そうでした!足を見せるのは、そのベッドへお誘い‥でしたね?すると男の子はけろっとした顔で、
「男女別にしてあるから大丈夫だよ。にいちゃん、ウブだな」
「はぁ!?」
ルルクさんが目を見開くと、後ろで聞いていたタリクさんとアレスさんが同時に吹き出した。確かにちょっと可愛い‥よね?ジロッとルルクさんが私を睨んだけど、今は怖くないもんね〜。

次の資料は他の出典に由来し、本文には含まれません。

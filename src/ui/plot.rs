use eframe::egui::{Color32, Ui};
use egui_plot::{Line, Plot, PlotPoints, Points};

use crate::data::model::YearlySummary;
use crate::state::AppState;

// ---------------------------------------------------------------------------
// Jobs-per-year chart (central panel)
// ---------------------------------------------------------------------------

/// Line chart of total jobs per year.  Clicking near a point selects it.
pub fn jobs_per_year_plot(ui: &mut Ui, state: &mut AppState) {
    let mut points: Vec<[f64; 2]> = state
        .summary
        .iter()
        .map(|s| [f64::from(s.year), s.total_jobs as f64])
        .collect();
    // The table may be sorted by any column; the line must run by year.
    points.sort_by(|a, b| a[0].total_cmp(&b[0]));

    let highlighted = state
        .selected_year
        .and_then(|y| state.summary.iter().find(|s| s.year == y))
        .map(|s| [f64::from(s.year), s.total_jobs as f64]);

    let response = Plot::new("jobs_per_year")
        .legend(egui_plot::Legend::default())
        .x_axis_label("Year")
        .y_axis_label("Total jobs")
        .allow_boxed_zoom(false)
        .allow_drag(false)
        .allow_scroll(false)
        .allow_zoom(false)
        .show(ui, |plot_ui| {
            let line: PlotPoints = points.iter().copied().collect();
            plot_ui.line(Line::new(line).name("Total jobs").width(2.0));

            let markers: PlotPoints = points.iter().copied().collect();
            plot_ui.points(Points::new(markers).radius(4.0).name("Total jobs"));

            if let Some(point) = highlighted {
                plot_ui.points(
                    Points::new(PlotPoints::from(vec![point]))
                        .radius(7.0)
                        .color(Color32::ORANGE)
                        .name("Selected year"),
                );
            }

            if plot_ui.response().clicked() {
                plot_ui.pointer_coordinate()
            } else {
                None
            }
        });

    if let Some(pointer) = response.inner {
        if let Some(year) = nearest_year(&state.summary, pointer.x) {
            state.toggle_year(year);
        }
    }
}

/// Year whose x position lies within half a year of `x`.
fn nearest_year(summary: &[YearlySummary], x: f64) -> Option<i32> {
    summary
        .iter()
        .map(|s| (s.year, (f64::from(s.year) - x).abs()))
        .filter(|(_, dist)| *dist <= 0.5)
        .min_by(|a, b| a.1.total_cmp(&b.1))
        .map(|(year, _)| year)
}

#[cfg(test)]
mod tests {
    use super::*;

    fn summary(year: i32) -> YearlySummary {
        YearlySummary {
            year,
            total_jobs: 1,
            average_salary: 1.0,
        }
    }

    #[test]
    fn picks_closest_year_within_half_a_year() {
        let rows = [summary(2020), summary(2021), summary(2023)];
        assert_eq!(nearest_year(&rows, 2020.9), Some(2021));
        assert_eq!(nearest_year(&rows, 2019.6), Some(2020));
        assert_eq!(nearest_year(&rows, 2022.0), None);
        assert_eq!(nearest_year(&[], 2022.0), None);
    }
}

「じゃあ、せっかくだし入ってきましょうよ!30分したらまた店の前で!」
「あ、おい‥」
「そうですね、視察も大事ですから!」
「たまには男同士で足湯というのも良いでしょう」
タリクさんとアレスさんがルルクさんをがっちりと掴むと、ズルズルと男湯の方へ入っていった。うむ、そういう機会も大事だろう。私は私で貸し出しのタオルを借りるといそいそと足湯の方へ向かった。
今度は温泉に入りたいなぁ〜なんて思いつつ。
男の子って剣とか竜とか好きですよね‥。
私?剣とか竜が好きです!!!!
(そして全力で母に裁縫バッグで竜をセレクトしようとしたのを止められました‥)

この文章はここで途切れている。